Enfin, nous notons que beaucoup plus d'informations sont nécessaires sur le marché de l'indemnité fixe. Enquête en cours par Congrèsional dirigeants, États et commissaires aux assurances, et un variété de journalistes et indépendant des chercheurs commence à donner une image claire des assurance à durée limitée. Nous avons une vision beaucoup moins complète et informée des données du marché de l'indemnité fixe. Alors que les preuves anecdotiques présentées ici et ailleurs sont un début, des recherches supplémentaires peuvent combler des lacunes importantes.

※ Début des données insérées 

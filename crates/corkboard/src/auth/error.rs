//! Authentication and authorization errors.

use axum::{
    Json,
    http::StatusCode,
    response::{IntoResponse, Response},
};
use serde::Serialize;
use thiserror::Error;

use super::TokenError;

/// Authentication and authorization errors.
///
/// The display string of each variant is the `message` clients receive.
#[derive(Debug, Clone, PartialEq, Eq, Error)]
pub enum AuthError {
    /// Missing authorization header.
    #[error("Authentication required")]
    MissingCredentials,

    /// Authorization header does not use the bearer scheme.
    #[error("Invalid authorization format. Use: Bearer <token>")]
    InvalidScheme,

    /// Token failed to decode or verify.
    #[error("Invalid token")]
    InvalidToken,

    /// Token expired.
    #[error("Token has expired")]
    TokenExpired,

    /// Token is signed but lacks a subject or role.
    #[error("Invalid token payload")]
    InvalidPayload,

    /// Token carries a role outside the role enumeration.
    #[error("Invalid user role")]
    InvalidRole,

    /// Login with an unknown user or wrong password.
    #[error("Invalid credentials")]
    InvalidCredentials,

    /// Authenticated but not allowed to perform the action.
    #[error("{0}")]
    Forbidden(String),

    /// Internal error.
    #[error("internal auth error: {0}")]
    Internal(String),
}

impl AuthError {
    pub fn forbidden(msg: impl Into<String>) -> Self {
        Self::Forbidden(msg.into())
    }

    pub fn status_code(&self) -> StatusCode {
        match self {
            AuthError::Forbidden(_) => StatusCode::FORBIDDEN,
            AuthError::Internal(_) => StatusCode::INTERNAL_SERVER_ERROR,
            _ => StatusCode::UNAUTHORIZED,
        }
    }
}

impl From<TokenError> for AuthError {
    fn from(err: TokenError) -> Self {
        match err {
            TokenError::Malformed(_) => AuthError::InvalidToken,
            TokenError::Expired => AuthError::TokenExpired,
            TokenError::InvalidPayload => AuthError::InvalidPayload,
            TokenError::InvalidRole(_) => AuthError::InvalidRole,
            TokenError::Signing(msg) => AuthError::Internal(msg),
        }
    }
}

/// Error response body.
#[derive(Debug, Serialize)]
pub struct AuthErrorResponse {
    pub error: &'static str,
    pub message: String,
}

impl IntoResponse for AuthError {
    fn into_response(self) -> Response {
        let status = self.status_code();
        let message = match &self {
            AuthError::Internal(detail) => {
                log::error!("auth internal error: {}", detail);
                "Authentication failed".to_string()
            }
            other => other.to_string(),
        };

        let body = Json(AuthErrorResponse {
            error: status.canonical_reason().unwrap_or("Error"),
            message,
        });

        (status, body).into_response()
    }
}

(1) Ces états sont: Alabama, Arkansas, Floride, Géorgie, Indiana, Kentucky, Caroline du Nord, Oklahoma, Caroline du Sud, Tennessee et Texas.
(2) Historiquement, et dans de nombreux régimes modernes, ce risque est au moins bilatéral, le consommateur recevant le montant total même si ses services médicaux coûtent moins que le montant du paiement désigné. Mais même cette hypothèse semble s'éroder. Nous pourrions trouver au moins un exemple d'un plan qui semble payer au moins une partie de ses prestations uniquement jusqu'à concurrence du montant des fournisseurs de charge, et ne paie pas de montants excédentaires aux inscrits, comme indiqué ci-dessous.Note de bas de page 2 (3) Le travailleur payait 130 $ par mois pour les prestations qui semblaient couvrir lui et sa femme. Un couple marié dans la même région avec un revenu de 47 000 $ ou moins recevrait des subventions qui leur permettraient de payer moins de 130 $ par mois pour la couverture du marché.
(4) Par exemple, le Delaware, l'Oregon et le Maryland limitent tous les plans à court terme à 3 mois ou moins, mais un produit à indemnité fixe populaire d'un grand transporteur conçu pour ressembler à des services médicaux majeurs est disponible à la vente; le produit est également disponible dans un certain nombre d'états qui restreignent par ailleurs les plans à court terme, notamment le Colorado, l'Illinois, la Louisiane, le Maine, le Michigan, le Minnesota, le Missouri, le Nevada et le Wyoming.
(5) Ces associations sont différentes des «plans d'association de santé» en vertu de la réglementation fédérale.